- _Directions_:
Among the entries that follow, how many lines contain the word "Copy"? Give the number alone.

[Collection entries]
--------

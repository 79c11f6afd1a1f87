//! Event status store
//!
//! One atomic status byte per event for the internal UDS status and one for
//! the extended status. Different events never share a lock; updates of the
//! same event are serialized by the caller.

use std::sync::atomic::{AtomicBool, AtomicU8, Ordering};
use std::sync::Arc;

use crate::config::DemConfig;
use crate::runtime_check::RuntimeCheck;
use crate::status::{ExtendedBit, ExtendedStatus, StatusBit, UdsStatus};
use crate::types::EventId;

/// Per-event status bytes and visibility flags
#[derive(Debug)]
pub struct EventStatusStore {
    internal: Vec<AtomicU8>,
    extended: Vec<AtomicU8>,
    available: Vec<AtomicBool>,
    suppressed: Vec<AtomicBool>,
    availability_mask: u8,
    checks: Arc<RuntimeCheck>,
}

impl EventStatusStore {
    /// Build the store with every event in the cleared state
    pub fn new(config: &DemConfig, checks: Arc<RuntimeCheck>) -> Self {
        let count = config.event_count();
        let available = (0..count)
            .map(|index| {
                let initially = config
                    .event(EventId(index as u16))
                    .map(|e| e.available)
                    .unwrap_or(false);
                AtomicBool::new(initially)
            })
            .collect();
        Self {
            internal: (0..count)
                .map(|_| AtomicU8::new(UdsStatus::CLEARED.bits()))
                .collect(),
            extended: (0..count).map(|_| AtomicU8::new(0)).collect(),
            available,
            suppressed: (0..count).map(|_| AtomicBool::new(false)).collect(),
            availability_mask: config.general.status_availability_mask,
            checks,
        }
    }

    fn slot(&self, id: EventId) -> usize {
        self.checks
            .index_or_default("event status", id.index(), self.internal.len())
    }

    /// Number of slots including the reserved slot 0
    pub fn len(&self) -> usize {
        self.internal.len()
    }

    pub fn is_empty(&self) -> bool {
        self.internal.len() <= 1
    }

    pub fn internal_status(&self, id: EventId) -> UdsStatus {
        UdsStatus::from_bits(self.internal[self.slot(id)].load(Ordering::Acquire))
    }

    pub fn set_internal_status(&self, id: EventId, status: UdsStatus) {
        self.internal[self.slot(id)].store(status.bits(), Ordering::Release);
    }

    /// Apply `f` atomically, returning `(old, new)`
    pub fn update_internal(
        &self,
        id: EventId,
        f: impl Fn(UdsStatus) -> UdsStatus,
    ) -> (UdsStatus, UdsStatus) {
        let cell = &self.internal[self.slot(id)];
        let mut current = cell.load(Ordering::Acquire);
        loop {
            let next = f(UdsStatus::from_bits(current)).bits();
            match cell.compare_exchange_weak(current, next, Ordering::AcqRel, Ordering::Acquire) {
                Ok(_) => {
                    return (UdsStatus::from_bits(current), UdsStatus::from_bits(next));
                }
                Err(actual) => current = actual,
            }
        }
    }

    pub fn set_status_bit(&self, id: EventId, bit: StatusBit) {
        self.internal[self.slot(id)].fetch_or(bit.mask(), Ordering::AcqRel);
    }

    pub fn reset_status_bit(&self, id: EventId, bit: StatusBit) {
        self.internal[self.slot(id)].fetch_and(!bit.mask(), Ordering::AcqRel);
    }

    pub fn test_status_bit(&self, id: EventId, bit: StatusBit) -> bool {
        self.internal_status(id).test(bit)
    }

    pub fn extended_status(&self, id: EventId) -> ExtendedStatus {
        ExtendedStatus::from_bits(self.extended[self.slot(id)].load(Ordering::Acquire))
    }

    pub fn set_extended_bit(&self, id: EventId, bit: ExtendedBit) {
        self.extended[self.slot(id)].fetch_or(bit.mask(), Ordering::AcqRel);
    }

    pub fn reset_extended_bit(&self, id: EventId, bit: ExtendedBit) {
        self.extended[self.slot(id)].fetch_and(!bit.mask(), Ordering::AcqRel);
    }

    pub fn test_extended_bit(&self, id: EventId, bit: ExtendedBit) -> bool {
        self.extended_status(id).test(bit)
    }

    pub fn is_available(&self, id: EventId) -> bool {
        self.available[self.slot(id)].load(Ordering::Acquire)
    }

    /// Change availability, returning the previous value
    pub fn set_available(&self, id: EventId, available: bool) -> bool {
        self.available[self.slot(id)].swap(available, Ordering::AcqRel)
    }

    pub fn is_suppressed(&self, id: EventId) -> bool {
        self.suppressed[self.slot(id)].load(Ordering::Acquire)
    }

    /// Change DTC suppression, returning the previous value
    pub fn set_suppressed(&self, id: EventId, suppressed: bool) -> bool {
        self.suppressed[self.slot(id)].swap(suppressed, Ordering::AcqRel)
    }

    /// Status as seen by an external client
    ///
    /// Derived on every call from `internal` and the current visibility
    /// flags: unavailable or suppressed events report 0, everything else is
    /// masked with the status availability mask.
    pub fn external_status(&self, id: EventId, internal: UdsStatus) -> UdsStatus {
        if !self.is_available(id) || self.is_suppressed(id) {
            return UdsStatus::default();
        }
        UdsStatus::from_bits(internal.bits() & self.availability_mask)
    }

    /// External status of the event's current internal status
    pub fn current_external_status(&self, id: EventId) -> UdsStatus {
        self.external_status(id, self.internal_status(id))
    }

    /// Aggregated DTC status over the members of a combined group
    pub fn dtc_status(&self, members: &[EventId]) -> UdsStatus {
        UdsStatus::combine(
            members
                .iter()
                .filter(|id| self.is_available(**id))
                .map(|id| self.current_external_status(*id)),
        )
    }

    /// Reset an event to the cleared state
    pub fn reset(&self, id: EventId) {
        let slot = self.slot(id);
        self.internal[slot].store(UdsStatus::CLEARED.bits(), Ordering::Release);
        self.extended[slot].store(0, Ordering::Release);
    }
}
//! Output formatting for dem-sim (table, json)

use clap::ValueEnum;
use colored::Colorize;
use serde::Serialize;
use tabled::{Table, Tabled};

use crate::report::Report;

/// Output format options
#[derive(Debug, Clone, Copy, Default, PartialEq, Eq, ValueEnum)]
pub enum OutputFormat {
    /// ASCII tables, one per section (default)
    #[default]
    Table,
    /// Whole report as one JSON document
    Json,
}

/// Context for output rendering
pub struct OutputContext {
    pub format: OutputFormat,
}

impl OutputContext {
    pub fn new(format: OutputFormat, no_color: bool) -> Self {
        if no_color {
            colored::control::set_override(false);
        }
        Self { format }
    }

    /// Print a success message (tables only, JSON stays machine-readable)
    pub fn success(&self, msg: &str) {
        if self.format == OutputFormat::Table {
            println!("{}", msg.green());
        }
    }

    /// Print an error message
    pub fn error(&self, msg: &str) {
        eprintln!("{}", msg.red());
    }

    pub fn print_report(&self, report: &Report) {
        match self.format {
            OutputFormat::Table => {
                print_section("Events", &report.events);
                print_section("Memory entries", &report.entries);
                print_section("Permanent DTCs", &report.permanent);
                print_section("Readiness", &report.readiness);
            }
            OutputFormat::Json => {
                println!(
                    "{}",
                    serde_json::to_string_pretty(report).unwrap_or_else(|_| "{}".to_string())
                );
            }
        }
    }
}

fn print_section<T: Tabled + Serialize>(title: &str, rows: &[T]) {
    println!("\n{}", title.bold());
    if rows.is_empty() {
        println!("No data");
    } else {
        println!("{}", Table::new(rows));
    }
}
// =============================================================================
// Loading and Validation
// =============================================================================

impl DemConfig {
    /// Load configuration from a TOML file
    pub fn load(path: impl AsRef<Path>) -> DemResult<Self> {
        let content = std::fs::read_to_string(path)?;
        Self::from_toml(&content)
    }

    /// Parse and validate configuration from a TOML string
    pub fn from_toml(content: &str) -> DemResult<Self> {
        let mut config: Self = toml::from_str(content)?;
        config.validate()?;
        Ok(config)
    }

    /// Validate references and resolve memory names
    pub fn validate(&mut self) -> DemResult<()> {
        for (index, event) in self.events.iter().enumerate() {
            if event.id as usize != index + 1 {
                return Err(DemError::Config(format!(
                    "event ids must be dense from 1: position {} has id {}",
                    index + 1,
                    event.id
                )));
            }
        }

        let mut cycle_ids = HashSet::new();
        for cycle in &self.operation_cycles {
            if !cycle_ids.insert(cycle.id) {
                return Err(DemError::Config(format!(
                    "duplicate operation cycle {}",
                    cycle.id
                )));
            }
        }
        for cycle in [self.general.obd_driving_cycle, self.general.obd_warmup_cycle]
            .into_iter()
            .flatten()
        {
            if !cycle_ids.contains(&cycle) {
                return Err(DemError::InvalidCycle(cycle));
            }
        }
        if self.general.legislation.is_obd() && self.general.obd_driving_cycle.is_none() {
            return Err(DemError::Config(
                "OBD legislation requires obd_driving_cycle".to_string(),
            ));
        }

        if self.memories.is_empty() {
            return Err(DemError::Config("at least one memory is required".to_string()));
        }
        let mirror_slot = self
            .memories
            .iter()
            .position(|m| m.kind == MemoryKind::Mirror);

        let mut group_dtcs: BTreeMap<u8, Option<DtcNumber>> = BTreeMap::new();
        for event in &mut self.events {
            for cycle in [event.operation_cycle, event.aging_cycle()] {
                if !cycle_ids.contains(&cycle) {
                    return Err(DemError::InvalidCycle(cycle));
                }
            }

            event.memory_slot = self
                .memories
                .iter()
                .position(|m| m.name == event.memory && m.kind != MemoryKind::Mirror)
                .ok_or_else(|| DemError::InvalidMemory(event.memory.clone()))?;

            event.mirror_slot = if event.mirror {
                Some(mirror_slot.ok_or_else(|| {
                    DemError::Config(format!("event {} is mirrored but no mirror memory exists", event.id))
                })?)
            } else {
                None
            };

            if let Some(group) = event.combined_group {
                if group as usize >= CombinedGroupSet::CAPACITY {
                    return Err(DemError::Config(format!(
                        "combined group {} exceeds {}",
                        group,
                        CombinedGroupSet::CAPACITY
                    )));
                }
                if event.dtc.is_none() {
                    return Err(DemError::Config(format!(
                        "event {} is in combined group {} without a DTC",
                        event.id, group
                    )));
                }
                match group_dtcs.get(&group) {
                    Some(dtc) if *dtc != event.dtc => {
                        return Err(DemError::Config(format!(
                            "combined group {} mixes DTC numbers",
                            group
                        )));
                    }
                    Some(_) => {}
                    None => {
                        group_dtcs.insert(group, event.dtc);
                    }
                }
            }
        }

        for dtr in &self.dtrs {
            if dtr.event == 0 || dtr.event as usize > self.events.len() {
                return Err(DemError::Config(format!(
                    "DTR {} references unknown event {}",
                    dtr.id, dtr.event
                )));
            }
        }

        let mut blocks: Vec<(u16, usize, String)> = self
            .memories
            .iter()
            .map(|m| (m.nv_block_base, m.size, m.name.clone()))
            .collect();
        if self.permanent.size > 0 {
            blocks.push((
                self.permanent.nv_block_base,
                self.permanent.size,
                "permanent".to_string(),
            ));
        }
        for (base, size, name) in &blocks {
            if *base as usize + size > u16::MAX as usize + 1 {
                return Err(DemError::Config(format!(
                    "NV blocks of {} exceed the block range ({} + {})",
                    name, base, size
                )));
            }
        }
        blocks.sort_by_key(|(base, _, _)| *base);
        for pair in blocks.windows(2) {
            let (base, size, ref name) = pair[0];
            if base as usize + size > pair[1].0 as usize {
                return Err(DemError::Config(format!(
                    "NV blocks of {} overlap {}",
                    name, pair[1].2
                )));
            }
        }

        Ok(())
    }

    /// Number of event slots including the reserved slot 0
    pub fn event_count(&self) -> usize {
        self.events.len() + 1
    }

    /// Look up an event definition
    pub fn event(&self, id: EventId) -> Option<&EventDef> {
        if !id.is_valid() {
            return None;
        }
        self.events.get(id.index() - 1)
    }

    /// Iterate all configured event ids in ascending order
    pub fn event_ids(&self) -> impl Iterator<Item = EventId> + '_ {
        self.events.iter().map(EventDef::event_id)
    }

    /// Look up an operation cycle definition
    pub fn cycle(&self, id: u8) -> Option<&OperationCycleDef> {
        self.operation_cycles.iter().find(|c| c.id == id)
    }

    /// Index of a memory by name
    pub fn memory_slot(&self, name: &str) -> Option<usize> {
        self.memories.iter().position(|m| m.name == name)
    }

    /// Event-id range `[first, last]` of a memory
    pub fn memory_event_range(&self, slot: usize) -> Option<(EventId, EventId)> {
        let memory = self.memories.get(slot)?;
        let members = self
            .events
            .iter()
            .filter(|e| e.memory_slot == slot || e.mirror_slot == Some(slot))
            .map(|e| e.id);
        let first = memory.first_event.or_else(|| members.clone().min())?;
        let last = memory.last_event.or_else(|| members.max())?;
        Some((EventId(first), EventId(last)))
    }

    /// Slot of the first primary memory
    pub fn primary_slot(&self) -> Option<usize> {
        self.memories.iter().position(|m| m.kind == MemoryKind::Primary)
    }

    /// Representative event of a combined group (lowest id), or the event itself
    pub fn master_event(&self, id: EventId) -> EventId {
        match self.event(id).and_then(|e| e.combined_group) {
            Some(group) => self
                .events
                .iter()
                .find(|e| e.combined_group == Some(group))
                .map(EventDef::event_id)
                .unwrap_or(id),
            None => id,
        }
    }

    /// All events sharing the DTC of `id` (just `id` when not combined)
    pub fn combined_members(&self, id: EventId) -> Vec<EventId> {
        match self.event(id).and_then(|e| e.combined_group) {
            Some(group) => self
                .events
                .iter()
                .filter(|e| e.combined_group == Some(group))
                .map(EventDef::event_id)
                .collect(),
            None => vec![id],
        }
    }

    /// Events reporting the given DTC number
    pub fn events_with_dtc(&self, dtc: DtcNumber) -> Vec<EventId> {
        self.events
            .iter()
            .filter(|e| e.dtc == Some(dtc))
            .map(EventDef::event_id)
            .collect()
    }
}
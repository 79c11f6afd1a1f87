//! Fail-soft runtime range checks
//!
//! Index violations are reported through the development error channel
//! (`tracing::error!`) and counted. Callers that want to react use the
//! `Result` returning [`RuntimeCheck::check_index`]; internal callers use
//! [`RuntimeCheck::index_or_default`], which substitutes index 0 so an
//! out-of-bounds access never reaches raw storage.

use std::sync::atomic::{AtomicU32, Ordering};

use tracing::error;

use crate::error::RangeError;

/// Violation counter shared by all bounded tables of one instance
#[derive(Debug, Default)]
pub struct RuntimeCheck {
    violations: AtomicU32,
}

impl RuntimeCheck {
    pub fn new() -> Self {
        Self::default()
    }

    /// Validate `index` against `len`
    pub fn check_index(
        &self,
        what: &'static str,
        index: usize,
        len: usize,
    ) -> Result<usize, RangeError> {
        if index < len {
            Ok(index)
        } else {
            let err = RangeError { what, index, len };
            self.report(err);
            Err(err)
        }
    }

    /// Validate `index`, substituting 0 on violation
    pub fn index_or_default(&self, what: &'static str, index: usize, len: usize) -> usize {
        self.check_index(what, index, len).unwrap_or(0)
    }

    /// Number of violations seen so far
    pub fn violations(&self) -> u32 {
        self.violations.load(Ordering::Relaxed)
    }

    /// Record a violation detected outside [`Self::check_index`]
    pub fn report(&self, err: RangeError) {
        self.violations.fetch_add(1, Ordering::Relaxed);
        error!(table = err.what, index = err.index, len = err.len, "Runtime check failed");
    }
}

#[cfg(test)]
mod tests {
    use super::*;

    #[test]
    fn test_in_range_passes_through() {
        let check = RuntimeCheck::new();
        assert_eq!(check.check_index("events", 3, 4), Ok(3));
        assert_eq!(check.index_or_default("events", 3, 4), 3);
        assert_eq!(check.violations(), 0);
    }

    #[test]
    fn test_violation_substitutes_zero() {
        let check = RuntimeCheck::new();
        assert_eq!(check.index_or_default("events", 4, 4), 0);
        assert_eq!(
            check.check_index("events", 9, 4),
            Err(RangeError {
                what: "events",
                index: 9,
                len: 4
            })
        );
        assert_eq!(check.violations(), 2);
    }
}
//! Error types for the diagnostic event manager

use thiserror::Error;

use crate::types::EventId;

/// Result type for event manager operations
pub type DemResult<T> = Result<T, DemError>;

/// Errors surfaced at the public boundary of the event manager
///
/// Status and statistics queries never fail; only configuration loading and
/// the operations that take caller-supplied handles return these.
#[derive(Debug, Error)]
pub enum DemError {
    /// Event id outside `[1, event_count)`
    #[error("invalid event id: {0}")]
    InvalidEvent(EventId),

    /// Operation cycle id not configured
    #[error("unknown operation cycle: {0}")]
    InvalidCycle(u8),

    /// Memory id not configured
    #[error("unknown memory: {0}")]
    InvalidMemory(String),

    /// DTC number not configured for any event
    #[error("unknown DTC: 0x{0:06X}")]
    UnknownDtc(u32),

    /// DTR id not configured
    #[error("unknown DTR: {0}")]
    UnknownDtr(u16),

    /// Index outside a bounded table
    #[error(transparent)]
    Range(#[from] RangeError),

    /// Configuration failed validation
    #[error("configuration error: {0}")]
    Config(String),

    /// TOML parsing error
    #[error("TOML parse error: {0}")]
    Toml(#[from] toml::de::Error),

    /// IO error
    #[error("IO error: {0}")]
    Io(#[from] std::io::Error),
}

/// An index into a bounded table was outside its configured size
#[derive(Debug, Clone, Copy, PartialEq, Eq, Error)]
#[error("{what} index {index} out of range (size {len})")]
pub struct RangeError {
    /// Name of the table that was indexed
    pub what: &'static str,
    /// Offending index
    pub index: usize,
    /// Configured size of the table
    pub len: usize,
}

--------

- _Task result_:
2